**Exercise objective:** Take from the records below each line that holds "None".

**Source data:**
──────────
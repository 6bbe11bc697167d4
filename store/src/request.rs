use crate::value::{AttributeValue, Item};
use indexmap::IndexMap;

/// What a query or scan should return.
#[derive(Debug, Clone, Copy, PartialEq, Eq, Default)]
pub enum Select {
    #[default]
    AllAttributes,
    Count,
}

/// One index query against a table. The expression strings reference
/// attributes through the placeholder maps: `#attr` in
/// `expression_attribute_names`, `:attr_N` in `expression_attribute_values`.
#[derive(Debug, Clone, PartialEq, Default)]
pub struct QueryRequest {
    pub table_name: String,
    /// `None` queries the primary key.
    pub index_name: Option<String>,
    pub key_condition_expression: String,
    /// Empty string when the query carries no residual filter.
    pub filter_expression: String,
    pub expression_attribute_names: IndexMap<String, String>,
    pub expression_attribute_values: IndexMap<String, AttributeValue>,
    pub limit: Option<u32>,
    pub select: Select,
    pub exclusive_start_key: Option<Item>,
}

/// A full-table scan with a server-side filter.
#[derive(Debug, Clone, PartialEq, Default)]
pub struct ScanRequest {
    pub table_name: String,
    pub filter_expression: String,
    pub expression_attribute_names: IndexMap<String, String>,
    pub expression_attribute_values: IndexMap<String, AttributeValue>,
    pub limit: Option<u32>,
    pub select: Select,
    pub exclusive_start_key: Option<Item>,
}

/// A single-item write, optionally guarded by a condition expression
/// (`attribute_not_exists(#attr)` is the uniqueness precondition).
#[derive(Debug, Clone, PartialEq, Default)]
pub struct PutRequest {
    pub table_name: String,
    pub item: Item,
    pub condition_expression: Option<String>,
    pub expression_attribute_names: IndexMap<String, String>,
}

/// One page of query or scan results. `last_evaluated_key` is `None` when the
/// traversal is exhausted.
#[derive(Debug, Clone, PartialEq, Default)]
pub struct QueryPage {
    pub items: Vec<Item>,
    pub count: u64,
    pub last_evaluated_key: Option<Item>,
}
──────────
**Expected answer:**
    /// `None` queries the primary key.
/// One page of query or scan results. `last_evaluated_key` is `None` when the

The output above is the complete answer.